Westminster Agencies, Ltd. v. Dynamic Associates / Legal Access Technologies, Inc. (Nev. Dist. Ct.). A creditor action on the shell’s promissory note — it resolved in a $276,955 judgment for repayment of principal, the obligation later carried on the company’s books as convertible notes and accrued interest. What makes it useful is not its cause of action but its timing: it is the earliest court record fixing who controlled the Dynamic vehicle, on the eve of the reverse merger that became LATI.
- What the complaint actually pleads. A straight debt claim — non-payment of the Dynamic / LATI promissory note to Westminster — reduced to a $276,955 judgment on the principal, with roughly $270K of note-and-interest left on the balance sheet. No securities-fraud or Medicare count appears in this pleading; its value is that it puts the shell’s control and insolvency on the court record.
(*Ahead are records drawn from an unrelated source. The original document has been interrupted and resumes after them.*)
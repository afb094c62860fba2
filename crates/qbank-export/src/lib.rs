//! qbank export crate - renders question sets to CSV, JSON, and Markdown
//! files for download and offline use.

pub mod exporter;

pub use exporter::{ExportFormat, ExportStats, Exporter};
//! Persistence for similarity-index entries.
//!
//! Vectors are stored as little-endian f32 blobs keyed by a TEXT id. The
//! `seq` column records insertion order so the in-memory index can break
//! distance ties deterministically after a restart. Upserting an existing id
//! replaces the vector and document but keeps the original seq.

use std::sync::Arc;

use qbank_core::error::QbankError;

use crate::db::Database;
use crate::repository::OptionalExt;

/// One persisted similarity-index entry.
#[derive(Clone, Debug, PartialEq)]
pub struct StoredEmbedding {
    pub id: String,
    pub vector: Vec<f32>,
    pub document: String,
    pub seq: u64,
}

/// Repository for the embeddings table.
pub struct EmbeddingRepository {
    db: Arc<Database>,
}

impl EmbeddingRepository {
    pub fn new(db: Arc<Database>) -> Self {
        Self { db }
    }

    /// Insert or replace the entry for `id`. Idempotent: upserting the same
    /// id and vector twice leaves the table in the same state as once.
    pub fn upsert(&self, id: &str, vector: &[f32], document: &str) -> Result<(), QbankError> {
        let blob = vector_to_blob(vector);
        self.db.with_conn(|conn| {
            let existing_seq: Option<i64> = conn
                .query_row("SELECT seq FROM embeddings WHERE id = ?1", [id], |row| {
                    row.get(0)
                })
                .optional()
                .map_err(|e| QbankError::Storage(e.to_string()))?;

            let seq = match existing_seq {
                Some(seq) => seq,
                None => {
                    conn.query_row(
                        "SELECT COALESCE(MAX(seq), 0) + 1 FROM embeddings",
                        [],
                        |row| row.get(0),
                    )
                    .map_err(|e| QbankError::Storage(e.to_string()))?
                }
            };

            conn.execute(
                "INSERT INTO embeddings (id, document, vector, dim, seq)
                 VALUES (?1, ?2, ?3, ?4, ?5)
                 ON CONFLICT (id) DO UPDATE SET
                     document = excluded.document,
                     vector = excluded.vector,
                     dim = excluded.dim",
                rusqlite::params![id, document, blob, vector.len() as i64, seq],
            )
            .map_err(|e| QbankError::Storage(format!("Failed to upsert embedding: {}", e)))?;
            Ok(())
        })
    }

    /// Remove the entry for `id`. Removing a missing id is a no-op.
    pub fn delete(&self, id: &str) -> Result<(), QbankError> {
        self.db.with_conn(|conn| {
            conn.execute("DELETE FROM embeddings WHERE id = ?1", [id])
                .map_err(|e| QbankError::Storage(format!("Failed to delete embedding: {}", e)))?;
            Ok(())
        })
    }

    /// Load every entry, ordered by insertion sequence.
    pub fn load_all(&self) -> Result<Vec<StoredEmbedding>, QbankError> {
        self.db.with_conn(|conn| {
            let mut stmt = conn
                .prepare("SELECT id, document, vector, dim, seq FROM embeddings ORDER BY seq ASC")
                .map_err(|e| QbankError::Storage(e.to_string()))?;

            let rows = stmt
                .query_map([], |row| {
                    let id: String = row.get(0)?;
                    let document: String = row.get(1)?;
                    let blob: Vec<u8> = row.get(2)?;
                    let dim: i64 = row.get(3)?;
                    let seq: i64 = row.get(4)?;
                    Ok((id, document, blob, dim, seq))
                })
                .map_err(|e| QbankError::Storage(e.to_string()))?;

            let mut entries = Vec::new();
            for row in rows {
                let (id, document, blob, dim, seq) =
                    row.map_err(|e| QbankError::Storage(e.to_string()))?;
                let vector = blob_to_vector(&blob)?;
                if vector.len() != dim as usize {
                    return Err(QbankError::Storage(format!(
                        "Corrupt embedding for id {}: blob holds {} values, dim column says {}",
                        id,
                        vector.len(),
                        dim
                    )));
                }
                entries.push(StoredEmbedding {
                    id,
                    vector,
                    document,
                    seq: seq as u64,
                });
            }
            Ok(entries)
        })
    }

    /// Count persisted entries.
    pub fn count(&self) -> Result<u64, QbankError> {
        self.db.with_conn(|conn| {
            let count: i64 = conn
                .query_row("SELECT COUNT(*) FROM embeddings", [], |row| row.get(0))
                .map_err(|e| QbankError::Storage(e.to_string()))?;
            Ok(count as u64)
        })
    }
}

fn vector_to_blob(vector: &[f32]) -> Vec<u8> {
    let mut blob = Vec::with_capacity(vector.len() * 4);
    for value in vector {
        blob.extend_from_slice(&value.to_le_bytes());
    }
    blob
}

fn blob_to_vector(blob: &[u8]) -> Result<Vec<f32>, QbankError> {
    if blob.len() % 4 != 0 {
        return Err(QbankError::Storage(format!(
            "Corrupt embedding blob: {} bytes is not a multiple of 4",
            blob.len()
        )));
    }
    Ok(blob
        .chunks_exact(4)
        .map(|chunk| f32::from_le_bytes([chunk[0], chunk[1], chunk[2], chunk[3]]))
        .collect())
}

#[cfg(test)]
mod tests {
    use super::*;

    fn make_repo() -> EmbeddingRepository {
        EmbeddingRepository::new(Arc::new(Database::in_memory().unwrap()))
    }

    #[test]
    fn test_upsert_and_load() {
        let repo = make_repo();
        repo.upsert("q-1", &[0.5, -1.25, 3.0], "doc one").unwrap();

        let all = repo.load_all().unwrap();
        assert_eq!(all.len(), 1);
        assert_eq!(all[0].id, "q-1");
        assert_eq!(all[0].vector, vec![0.5, -1.25, 3.0]);
        assert_eq!(all[0].document, "doc one");
        assert_eq!(all[0].seq, 1);
    }

    #[test]
    fn test_upsert_replaces_but_keeps_seq() {
        let repo = make_repo();
        repo.upsert("a", &[1.0], "first").unwrap();
        repo.upsert("b", &[2.0], "second").unwrap();
        repo.upsert("a", &[9.0], "replaced").unwrap();

        let all = repo.load_all().unwrap();
        assert_eq!(all.len(), 2);
        // "a" keeps seq 1 and therefore still loads first.
        assert_eq!(all[0].id, "a");
        assert_eq!(all[0].vector, vec![9.0]);
        assert_eq!(all[0].document, "replaced");
        assert_eq!(all[0].seq, 1);
        assert_eq!(all[1].seq, 2);
    }

    #[test]
    fn test_upsert_is_idempotent() {
        let repo = make_repo();
        repo.upsert("a", &[1.0, 2.0], "doc").unwrap();
        let before = repo.load_all().unwrap();

        repo.upsert("a", &[1.0, 2.0], "doc").unwrap();
        let after = repo.load_all().unwrap();

        assert_eq!(before, after);
        assert_eq!(repo.count().unwrap(), 1);
    }

    #[test]
    fn test_delete() {
        let repo = make_repo();
        repo.upsert("a", &[1.0], "doc").unwrap();
        repo.delete("a").unwrap();
        assert_eq!(repo.count().unwrap(), 0);
    }

    #[test]
    fn test_delete_nonexistent_is_noop() {
        let repo = make_repo();
        repo.delete("missing").unwrap();
    }

    #[test]
    fn test_load_all_ordered_by_seq() {
        let repo = make_repo();
        for i in 0..5 {
            repo.upsert(&format!("id-{}", i), &[i as f32], "").unwrap();
        }
        let all = repo.load_all().unwrap();
        let seqs: Vec<u64> = all.iter().map(|e| e.seq).collect();
        assert_eq!(seqs, vec![1, 2, 3, 4, 5]);
    }

    #[test]
    fn test_blob_round_trip() {
        let vector = vec![0.0f32, 1.5, -2.75, f32::MIN_POSITIVE];
        let blob = vector_to_blob(&vector);
        assert_eq!(blob.len(), 16);
        assert_eq!(blob_to_vector(&blob).unwrap(), vector);
    }

    #[test]
    fn test_blob_bad_length() {
        assert!(blob_to_vector(&[1, 2, 3]).is_err());
    }

    #[test]
    fn test_persists_across_reopen() {
        let dir = tempfile::tempdir().unwrap();
        let path = dir.path().join("qbank.db");

        {
            let db = Arc::new(Database::new(&path).unwrap());
            let repo = EmbeddingRepository::new(db);
            repo.upsert("42", &[0.1, 0.2], "persisted doc").unwrap();
        }

        let db = Arc::new(Database::new(&path).unwrap());
        let repo = EmbeddingRepository::new(db);
        let all = repo.load_all().unwrap();
        assert_eq!(all.len(), 1);
        assert_eq!(all[0].id, "42");
        assert_eq!(all[0].document, "persisted doc");
    }
}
- The entity behind it — a blank-check securities vehicle. Dynamic Associates (CIK 0000878146) was an SIC 6770 blank-check shell: no operations, existing to issue unregistered stock. In the same window the note went unpaid, insiders ran $8.6M of debt-to-equity conversions and the 153:1 reverse split that handed the Cane family bloc 91.6% of the float — the securities-fraud machinery this complaint sits on top of.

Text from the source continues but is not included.